> Instructions to follow
Your answer must be the lines of the entries below, exactly as written, from the first line through the line containing "pub mod defrag;".

(Dataset records)

= = = = =

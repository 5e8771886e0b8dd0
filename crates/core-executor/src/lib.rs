//! Memory operation execution: the memory-manager interface, the per-tensor
//! operation executor, transient-block defragmentation, and the schedule
//! replay worker.

pub mod defrag;
pub mod manager;
pub mod operation;
pub mod schedule;

pub use defrag::MemoryDefragmentationExecutor;
pub use manager::MemoryManager;
pub use operation::{ExecutorError, ExecutorResult, MemoryOperationExecutor};
pub use schedule::{CallbackRegistry, ScheduleExecutor, TriggerMode};
//! Layout planning: packing tensors into time-sharing layers.
//!
//! When the static working set exceeds device capacity, tensors are arranged
//! into layers; tensors on one layer coexist on device while tensors on
//! different layers reuse the same bytes at different times. The model runs
//! three deterministic passes:
//!
//! 1. **Fill**: walk the execution order, appending aligned tensor
//!    footprints to the current layer, opening a new layer on overflow.
//! 2. **Fragment generation**: fixed-point pass that first resolves
//!    over-capacity layers by moving tensors from the bottom of the layer
//!    into its upper neighbour, then walks each adjacent pair with cumulative
//!    offsets, padding a lower tensor's fragment when its boundary falls just
//!    short (`δ < smin`) of an upper boundary. The upper layer's end counts
//!    as a boundary as well, so a non-top layer's footprint always reaches
//!    the layer capacity.
//! 3. **Tree generation**: split each lower tensor into sections at upper
//!    tensor boundaries (slivers under `smin` fold into the previous
//!    section) and record which upper tensors overlay it.

use crate::{SchedulerError, SchedulerResult};
use core_layout::{MemoryMap, MemoryMapBuilder, Region};
use core_status::{aligned_size, MemoryStatus};
use std::collections::HashMap;
use tracing::debug;

pub const DEFAULT_SMIN: usize = 16;

#[derive(Debug, Clone, Default)]
struct Node {
    lower_remaining: usize,
    upper_remaining: usize,
    lower_fragment_remaining: usize,
    upper_fragment_remaining: usize,
    posts: Vec<String>,
}

impl Node {
    fn new(size: usize) -> Self {
        Self {
            lower_remaining: size,
            upper_remaining: size,
            ..Self::default()
        }
    }
}

pub struct LayoutModel {
    builder: MemoryMapBuilder,
    nodes: HashMap<String, Node>,
    smin: usize,
    analyzed: bool,
}

impl LayoutModel {
    pub fn new(device_size: usize) -> Self {
        Self {
            builder: MemoryMapBuilder::new(device_size),
            nodes: HashMap::new(),
            smin: DEFAULT_SMIN,
            analyzed: false,
        }
    }

    /// Minimum useful section size; slivers below it become padding.
    pub fn with_smin(mut self, smin: usize) -> Self {
        self.smin = smin.max(1);
        self
    }

    fn region_size(&self, name: &str) -> usize {
        self.builder.regions.get(name).map_or(0, |r| r.size)
    }

    fn fragment_size(&self, name: &str) -> usize {
        self.builder.regions.get(name).map_or(0, |r| r.fragment_size)
    }

    fn set_fragment(&mut self, name: &str, size: usize) {
        if let Some(region) = self.builder.regions.get_mut(name) {
            region.fragment_size = size;
        }
        if let Some(node) = self.nodes.get_mut(name) {
            node.lower_fragment_remaining = size;
            node.upper_fragment_remaining = size;
        }
    }

    fn fill(&mut self, status: &MemoryStatus, align: usize) -> SchedulerResult<()> {
        let layer_size = self.builder.memory_size();
        for op_name in status.execution_order() {
            let op = status.snapshot_operator(&op_name)?;
            for tensor_name in op.tensors() {
                if self.nodes.contains_key(tensor_name) {
                    continue;
                }
                let tensor = status.snapshot_tensor(tensor_name)?;
                if tensor.is_persistent() || tensor.is_transient() {
                    continue;
                }
                let size = aligned_size(tensor.size(), align);
                if size > layer_size {
                    return Err(SchedulerError::Unplannable(tensor_name.clone()));
                }
                if self.builder.current_layer().requested_size + size > layer_size {
                    self.builder.create_layer();
                }
                self.builder.submit_region(Region::new(tensor_name.clone(), size));
                self.nodes.insert(tensor_name.clone(), Node::new(size));
            }
        }
        Ok(())
    }

    fn reset_pair_fragments(&mut self, lower: usize, upper: usize) {
        for layer_index in [lower, upper] {
            let names = self.builder.layers[layer_index].regions.clone();
            for name in names {
                let fragment = self.fragment_size(&name);
                if fragment != 0 {
                    self.builder.layers[layer_index].requested_size -= fragment;
                    self.set_fragment(&name, 0);
                }
            }
        }
    }

    /// Pairwise cumulative-offset walk between `lower` and `upper`,
    /// generating fragments on lower tensors.
    fn fragment_walk(&mut self, lower: usize, upper: usize) {
        let lowers = self.builder.layers[lower].regions.clone();
        let uppers = self.builder.layers[upper].regions.clone();

        let mut ql = 0;
        let mut qu = 0;
        let mut size_tl = 0usize;
        let mut size_tu = 0usize;
        while ql < lowers.len() && qu < uppers.len() {
            let tl_target = size_tl + self.region_size(&lowers[ql]);
            let tu_target =
                size_tu + self.region_size(&uppers[qu]) + self.fragment_size(&uppers[qu]);
            if tl_target == tu_target {
                size_tl = tl_target;
                size_tu = tu_target;
                ql += 1;
                qu += 1;
            } else if tl_target > tu_target {
                // Upper is behind; advance it.
                size_tu = tu_target;
                qu += 1;
            } else {
                // Lower is behind; pad only slivers too small to section.
                size_tl = tl_target;
                let delta = tu_target - size_tl;
                if delta < self.smin {
                    let old = self.fragment_size(&lowers[ql]);
                    self.set_fragment(&lowers[ql], delta);
                    let layer = &mut self.builder.layers[lower];
                    layer.requested_size = layer.requested_size + delta - old;
                    size_tl += delta;
                }
                ql += 1;
            }
        }

        // The upper layer's end boundary: pad the last lower tensor so the
        // layer footprint reaches capacity and the pair tiles evenly.
        let layer_size = self.builder.layers[lower].size;
        let requested = self.builder.layers[lower].requested_size;
        if requested < layer_size {
            if let Some(last) = self.builder.layers[lower].regions.last().cloned() {
                let gap = layer_size - requested;
                let fragment = self.fragment_size(&last) + gap;
                self.set_fragment(&last, fragment);
                self.builder.layers[lower].requested_size += gap;
            }
        }
    }

    fn generate_fragments(&mut self) {
        let mut moved = true;
        while moved {
            moved = false;
            let mut idx = self.builder.layers.len() as isize - 1;
            while idx >= 0 {
                let i = idx as usize;
                if !self.builder.layers[i].is_accommodatable() {
                    // Fragments pushed this layer over capacity: regenerate
                    // the pair after spilling tensors upward.
                    if i + 1 == self.builder.layers.len() {
                        self.builder.create_layer();
                    }
                    self.reset_pair_fragments(i, i + 1);
                    let mut insert_at = 0;
                    while !self.builder.layers[i].is_accommodatable() {
                        let Some(name) = self.builder.layers[i].regions.pop() else {
                            break;
                        };
                        let size = self.region_size(&name);
                        self.builder.layers[i].requested_size -= size;
                        self.builder.layers[i + 1].regions.insert(insert_at, name);
                        self.builder.layers[i + 1].requested_size += size;
                        insert_at += 1;
                    }
                    moved = true;
                    idx += 1;
                    continue;
                }
                if moved {
                    break;
                }
                if i == 0 {
                    break;
                }
                self.fragment_walk(i - 1, i);
                idx -= 1;
            }
        }
    }

    fn push_section(&mut self, name: &str, size: usize, smin: usize) {
        if size == 0 {
            return;
        }
        if let Some(region) = self.builder.regions.get_mut(name) {
            match region.sections.last_mut() {
                Some(last) if size < smin => *last += size,
                _ => region.sections.push(size),
            }
        }
    }

    fn generate_tree(&mut self) {
        let smin = self.smin;
        let layer_count = self.builder.layers.len();
        for lower in 0..layer_count.saturating_sub(1) {
            let upper = lower + 1;
            let lowers = self.builder.layers[lower].regions.clone();
            let uppers = self.builder.layers[upper].regions.clone();

            let mut ql = 0;
            let mut qu = 0;
            while ql < lowers.len() && qu < uppers.len() {
                let (mut nl_remaining, mut nl_fragment) = self
                    .nodes
                    .get(&lowers[ql])
                    .map_or((0, 0), |n| (n.upper_remaining, n.upper_fragment_remaining));
                let (mut nu_remaining, mut nu_fragment) = self
                    .nodes
                    .get(&uppers[qu])
                    .map_or((0, 0), |n| (n.lower_remaining, n.lower_fragment_remaining));

                let sectioned = nl_remaining.min(nu_remaining);
                self.push_section(&lowers[ql], sectioned, smin);
                nl_remaining -= sectioned;
                nu_remaining -= sectioned;

                // Overlaps involving fragment bytes yield no sections; they
                // only consume the remainders.
                if nl_remaining > 0 {
                    let overlap = nl_remaining.min(nu_fragment);
                    nl_remaining -= overlap;
                    nu_fragment -= overlap;
                } else if nu_remaining > 0 {
                    let overlap = nu_remaining.min(nl_fragment);
                    nu_remaining -= overlap;
                    nl_fragment -= overlap;
                } else {
                    let overlap = nl_fragment.min(nu_fragment);
                    nl_fragment -= overlap;
                    nu_fragment -= overlap;
                }

                if let Some(node) = self.nodes.get_mut(&lowers[ql]) {
                    node.upper_remaining = nl_remaining;
                    node.upper_fragment_remaining = nl_fragment;
                    node.posts.push(uppers[qu].clone());
                }
                if let Some(node) = self.nodes.get_mut(&uppers[qu]) {
                    node.lower_remaining = nu_remaining;
                    node.lower_fragment_remaining = nu_fragment;
                }
                if nl_remaining == 0 && nl_fragment == 0 {
                    ql += 1;
                }
                if nu_remaining == 0 && nu_fragment == 0 {
                    qu += 1;
                }
            }

            if qu == uppers.len() {
                while ql < lowers.len() {
                    let remaining = self
                        .nodes
                        .get(&lowers[ql])
                        .map_or(0, |n| n.upper_remaining);
                    self.push_section(&lowers[ql], remaining, smin);
                    if let Some(node) = self.nodes.get_mut(&lowers[ql]) {
                        node.upper_remaining = 0;
                    }
                    ql += 1;
                }
            }
        }

        // Top layer tensors are never overlaid: one section each.
        if let Some(top) = self.builder.layers.last() {
            for name in top.regions.clone() {
                let size = self.region_size(&name);
                if let Some(region) = self.builder.regions.get_mut(&name) {
                    region.sections.push(size);
                }
            }
        }
    }

    /// Run the full analysis. Idempotent.
    pub fn analyze(&mut self, status: &MemoryStatus, align: usize) -> SchedulerResult<()> {
        if self.analyzed {
            return Ok(());
        }
        self.fill(status, align)?;
        // A single layer needs neither fragments nor sections.
        if self.builder.layers.len() > 1 {
            self.generate_fragments();
            self.generate_tree();
        }
        debug!(
            target: "scheduler.layout",
            layers = self.builder.layers.len(),
            regions = self.builder.regions.len(),
            "layout analyzed"
        );
        self.analyzed = true;
        Ok(())
    }

    pub fn layer_count(&self) -> usize {
        self.builder.layers.len()
    }

    /// Upper tensors overlaying `tensor`, in overlay order.
    pub fn posts_of(&self, tensor: &str) -> Vec<String> {
        self.nodes.get(tensor).map_or_else(Vec::new, |n| n.posts.clone())
    }

    pub fn memory_map(&self) -> SchedulerResult<MemoryMap> {
        if !self.analyzed {
            return Err(SchedulerError::NotAnalyzed);
        }
        Ok(self.builder.clone().build())
    }
}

= = = = =

> Solved problem
repository 5e8771886e0b8dd0
filename crates/core-executor/src/lib.rs
//! Memory operation execution: the memory-manager interface, the per-tensor
//! operation executor, transient-block defragmentation, and the schedule
//! replay worker.

pub mod defrag;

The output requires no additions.